[Opening Data section]

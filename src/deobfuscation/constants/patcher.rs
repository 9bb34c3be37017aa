//! Rewriting of getter call sites into literal loads.
//!
//! A protected literal looks like this in a consumer method:
//!
//! ```text
//! IL_0010: ldc.i4     0x1C2F3E4D
//! IL_0015: call       string <Module>::Get<string>(int32)
//! ```
//!
//! The literal is decoded with the getter's keys, the tag picks the decode path through the
//! [`TagMapping`], and the pair is collapsed into one instruction that takes the offset of the
//! `ldc.i4`:
//!
//! | Kind | Replacement |
//! |------|-------------|
//! | String | `ldstr` with the decoded text |
//! | Number | `ldc.i4`, `ldc.r8` or `ldc.r4` by the call's type argument |
//! | Default | `initobj T` |
//! | Object | not decoded, the call site is reported |
//!
//! The first failing call site in a method ends the work on that method; everything rewritten
//! before it stays rewritten. Offsets are renumbered once per method.

use std::{fmt, sync::Arc};

use log::{debug, warn};
use rayon::prelude::*;

use crate::{
    assembly::{opcodes, renumber_offsets, Instruction},
    deobfuscation::{
        constants::{ConstantBlob, ConstantKeys, ConstantKind, StringInterner, TagMapping},
        ControlFlowCleaner,
    },
    metadata::{MemberResolver, Method, Token, TypeSignature},
    Error, Result,
};

/// Returns true if `instruction` calls an instantiation of the generic method `getter`
#[must_use]
pub fn is_getter_call(
    instruction: &Instruction,
    getter: Token,
    resolver: &dyn MemberResolver,
) -> bool {
    instruction.is_op(opcodes::CALL)
        && instruction
            .token_operand()
            .and_then(|token| resolver.method_spec(token))
            .is_some_and(|spec| spec.method == getter)
}

/// The inputs of one getter call.
#[derive(Debug, Clone, PartialEq)]
pub struct CallSite {
    /// Index of the `call` in the method body
    pub index: usize,
    /// Offset of the `ldc.i4` feeding the call
    pub offset: u64,
    /// The literal passed to the getter
    pub raw: i32,
    /// `T` of the called `Get<T>`
    pub generic_arg: TypeSignature,
}

/// A call site that could not be rewritten.
#[derive(Debug, Clone, PartialEq, Eq)]
pub struct PatchFailure {
    /// Token of the consumer method
    pub method: Token,
    /// Full name of the consumer method
    pub method_name: String,
    /// Offset of the failing call in the body as it was handed in
    pub offset: u64,
    /// Why the call site was rejected
    pub message: String,
}

impl fmt::Display for PatchFailure {
    fn fmt(&self, f: &mut fmt::Formatter<'_>) -> fmt::Result {
        write!(
            f,
            "{} ({}) at IL_{:04x}: {}",
            self.method_name, self.method, self.offset, self.message
        )
    }
}

/// Outcome of rewriting a set of consumer methods.
#[derive(Debug, Clone, Default, PartialEq)]
pub struct PatchReport {
    /// Consumer methods visited
    pub methods: usize,
    /// Call sites replaced by `ldstr`
    pub strings: usize,
    /// Call sites replaced by a numeric literal
    pub numbers: usize,
    /// Call sites replaced by `initobj`
    pub defaults: usize,
    /// One entry per method whose rewriting stopped early
    pub failures: Vec<PatchFailure>,
}

impl PatchReport {
    /// Total number of rewritten call sites
    #[must_use]
    pub fn rewritten(&self) -> usize {
        self.strings + self.numbers + self.defaults
    }

    /// Returns true if no method reported a failure
    #[must_use]
    pub fn is_clean(&self) -> bool {
        self.failures.is_empty()
    }

    /// Adds the counts and failures of `other`
    pub fn merge(&mut self, other: PatchReport) {
        self.methods += other.methods;
        self.strings += other.strings;
        self.numbers += other.numbers;
        self.defaults += other.defaults;
        self.failures.extend(other.failures);
    }

    fn merged(mut self, other: PatchReport) -> PatchReport {
        self.merge(other);
        self
    }

    fn record(&mut self, kind: ConstantKind) {
        match kind {
            ConstantKind::String => self.strings += 1,
            ConstantKind::Number => self.numbers += 1,
            ConstantKind::Default => self.defaults += 1,
            ConstantKind::Object => {}
        }
    }

    fn fail(&mut self, method: &Method, offset: u64, error: &Error) {
        let failure = PatchFailure {
            method: method.token,
            method_name: method.name.clone(),
            offset,
            message: error.to_string(),
        };
        warn!("Constant call site left in place: {failure}");
        self.failures.push(failure);
    }
}

/// Rewrites the call sites of one constant getter.
pub struct ConstantPatcher<'a> {
    getter: Token,
    mapping: TagMapping,
    keys: ConstantKeys,
    blob: &'a ConstantBlob,
    resolver: &'a dyn MemberResolver,
    interner: Option<&'a StringInterner>,
    cleaner: Option<&'a dyn ControlFlowCleaner>,
}

impl<'a> ConstantPatcher<'a> {
    /// Creates a patcher for calls to `getter`
    #[must_use]
    pub fn new(
        getter: Token,
        mapping: TagMapping,
        keys: ConstantKeys,
        blob: &'a ConstantBlob,
        resolver: &'a dyn MemberResolver,
    ) -> Self {
        ConstantPatcher {
            getter,
            mapping,
            keys,
            blob,
            resolver,
            interner: None,
            cleaner: None,
        }
    }

    /// Shares decoded strings through `interner`
    #[must_use]
    pub fn with_interner(mut self, interner: &'a StringInterner) -> Self {
        self.interner = Some(interner);
        self
    }

    /// Strips the constants control-flow protection with `cleaner` before scanning
    #[must_use]
    pub fn with_cleaner(mut self, cleaner: &'a dyn ControlFlowCleaner) -> Self {
        self.cleaner = Some(cleaner);
        self
    }

    /// Finds the next getter call at or after `from`.
    ///
    /// A `br` directly in front of the call that jumps to the call itself is deleted first;
    /// the returned index accounts for the removal.
    pub fn next_call_site(
        &self,
        instructions: &mut Vec<Instruction>,
        from: usize,
    ) -> Option<usize> {
        let mut index = (from..instructions.len())
            .find(|&idx| is_getter_call(&instructions[idx], self.getter, self.resolver))?;

        if index > 0 {
            let previous = &instructions[index - 1];
            if previous.is_unconditional_branch()
                && previous.branch_target() == Some(instructions[index].offset)
            {
                debug!("Dropping forwarding jump {previous}");
                instructions.remove(index - 1);
                index -= 1;
            }
        }

        Some(index)
    }

    /// Reads the literal and type argument of the getter call at `index`.
    ///
    /// # Errors
    /// Returns [`Error::InvalidCallSite`] if the call is not preceded by an `ldc.i4` or its
    /// instantiation has no type argument.
    pub fn call_site(&self, instructions: &[Instruction], index: usize) -> Result<CallSite> {
        let call = instructions.get(index).ok_or_else(|| {
            Error::InvalidCallSite(format!("no instruction at index {index}"))
        })?;

        let literal = index
            .checked_sub(1)
            .and_then(|prev| instructions.get(prev))
            .ok_or_else(|| Error::InvalidCallSite(format!("{call} has no argument")))?;
        let raw = literal.ldc_i4_value().ok_or_else(|| {
            Error::InvalidCallSite(format!("{call} is fed by {literal}, not an integer literal"))
        })?;

        let generic_arg = call
            .token_operand()
            .and_then(|token| self.resolver.method_spec(token))
            .and_then(|spec| spec.generic_args.first().cloned())
            .ok_or_else(|| {
                Error::InvalidCallSite(format!("{call} has no generic type argument"))
            })?;

        Ok(CallSite {
            index,
            offset: literal.offset,
            raw,
            generic_arg,
        })
    }

    /// Decodes the constant of `site` into its replacement instruction.
    ///
    /// # Errors
    /// Returns [`Error::UnsupportedConstantKind`] for Object constants and numbers of other
    /// types than `int32`, `float64` and `float32`, and [`Error::OutOfBounds`] if the entry
    /// does not fit the blob.
    pub fn decode(&self, site: &CallSite) -> Result<(ConstantKind, Instruction)> {
        let decoded = self.keys.decode(site.raw);
        let kind = self.mapping.kind(decoded.tag);

        let replacement = match kind {
            ConstantKind::String => {
                let text = self.blob.read_string(decoded.offset)?;
                let text: Arc<str> = match self.interner {
                    Some(interner) => interner.intern(&text),
                    None => Arc::from(text),
                };
                Instruction::ldstr(text)
            }
            ConstantKind::Number => match site.generic_arg {
                TypeSignature::I4 => Instruction::ldc_i4(self.blob.read_i32(decoded.offset)?),
                TypeSignature::R8 => Instruction::ldc_r8(self.blob.read_f64(decoded.offset)?),
                TypeSignature::R4 => Instruction::ldc_r4(self.blob.read_f32(decoded.offset)?),
                ref other => {
                    return Err(Error::UnsupportedConstantKind(format!(
                        "number constant of type {other}"
                    )))
                }
            },
            ConstantKind::Object => {
                return Err(Error::UnsupportedConstantKind(format!(
                    "object constant of type {} at blob offset 0x{:x}",
                    site.generic_arg, decoded.offset
                )))
            }
            ConstantKind::Default => Instruction::initobj(site.generic_arg.clone()),
        };

        Ok((kind, replacement.at(site.offset)))
    }

    /// Collapses the getter call at `index` and its literal into the decoded constant
    fn rewrite(&self, instructions: &mut Vec<Instruction>, index: usize) -> Result<ConstantKind> {
        let site = self.call_site(instructions, index)?;
        let (kind, replacement) = self.decode(&site)?;

        debug!("IL_{:04x}: {kind} constant -> {replacement}", site.offset);
        instructions.splice(index - 1..=index, std::iter::once(replacement));
        Ok(kind)
    }

    /// Rewrites every getter call in `method` and renumbers its offsets.
    ///
    /// Never fails: a rejected call site ends the work on this method and is recorded in the
    /// returned report.
    pub fn patch_method(&self, method: &mut Method) -> PatchReport {
        let mut report = PatchReport {
            methods: 1,
            ..PatchReport::default()
        };

        if let Some(cleaner) = self.cleaner {
            if cleaner.is_present(method) {
                debug!("Removing constants control flow from {method}");
                if let Err(error) = cleaner.remove(method) {
                    report.fail(method, 0, &error);
                    return report;
                }
            }
        }

        let mut cursor = 0;
        while let Some(index) = self.next_call_site(&mut method.instructions, cursor) {
            match self.rewrite(&mut method.instructions, index) {
                // the replacement sits at index - 1
                Ok(kind) => {
                    report.record(kind);
                    cursor = index;
                }
                Err(error) => {
                    let offset = method.instructions[index].offset;
                    report.fail(method, offset, &error);
                    break;
                }
            }
        }

        renumber_offsets(&mut method.instructions);
        report
    }

    /// Rewrites every method in `methods`, concurrently if `parallel` is set
    pub fn patch_all(&self, methods: &mut [Method], parallel: bool) -> PatchReport {
        if parallel {
            methods
                .par_iter_mut()
                .map(|method| self.patch_method(method))
                .reduce(PatchReport::default, PatchReport::merged)
        } else {
            methods
                .iter_mut()
                .map(|method| self.patch_method(method))
                .fold(PatchReport::default(), PatchReport::merged)
        }
    }
}
//! Emulation error types.

use thiserror::Error;

/// Failure of a single emulation run.
///
/// Every variant is fatal for the run that raised it and for nothing else: the caller decides
/// whether the surrounding probe or rewrite is abandoned.
#[derive(Error, Debug, Clone, PartialEq, Eq)]
pub enum EmulationError {
    /// The opcode is outside the supported subset.
    #[error("Unhandled opcode '{mnemonic}' at IL_{offset:04x}")]
    UnhandledOpcode {
        /// Mnemonic of the rejected instruction
        mnemonic: &'static str,
        /// Offset of the rejected instruction
        offset: u64,
    },

    /// Two operands, or an operand and an opcode, disagree on their value kind.
    #[error("Type mismatch in {operation}: expected {expected}, found {found}")]
    TypeMismatch {
        /// Operation that was attempted
        operation: &'static str,
        /// Kind the operation required
        expected: &'static str,
        /// Kind that was found
        found: &'static str,
    },

    /// A pop was attempted on an empty evaluation stack.
    #[error("Evaluation stack underflow at IL_{offset:04x}")]
    StackUnderflow {
        /// Offset of the instruction that popped
        offset: u64,
    },

    /// A local was read before anything was stored to it.
    #[error("Local {0} read before assignment")]
    UninitializedLocal(u16),

    /// An argument was read that was never seeded.
    #[error("Argument {0} was not provided")]
    UninitializedArgument(u16),

    /// An instruction carries an operand of the wrong shape.
    #[error("Invalid operand for '{instruction}': expected {expected}")]
    InvalidOperand {
        /// Mnemonic of the instruction
        instruction: &'static str,
        /// Operand shape the instruction requires
        expected: &'static str,
    },

    /// A branch target does not start any instruction of the routine.
    #[error("Branch target IL_{0:04x} is not an instruction boundary")]
    InvalidBranchTarget(u64),

    /// An array reference does not point to an allocated array.
    #[error("Invalid array reference")]
    InvalidArrayReference,

    /// An array index is outside the array.
    #[error("Array index {index} out of range for length {length}")]
    ArrayIndexOutOfRange {
        /// The requested index
        index: i64,
        /// Length of the array
        length: usize,
    },

    /// The routine did not return within the configured step budget.
    #[error("Instruction limit exceeded: executed {executed}, limit {limit}")]
    InstructionLimitExceeded {
        /// Instructions executed before the run was stopped
        executed: u64,
        /// The configured limit
        limit: u64,
    },
}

[Closing Data section]

Your goal:
Among the lines above, which contain the word "instantiation"? Copy every one.

Answer section:
/// Returns true if `instruction` calls an instantiation of the generic method `getter`
    /// instantiation has no type argument.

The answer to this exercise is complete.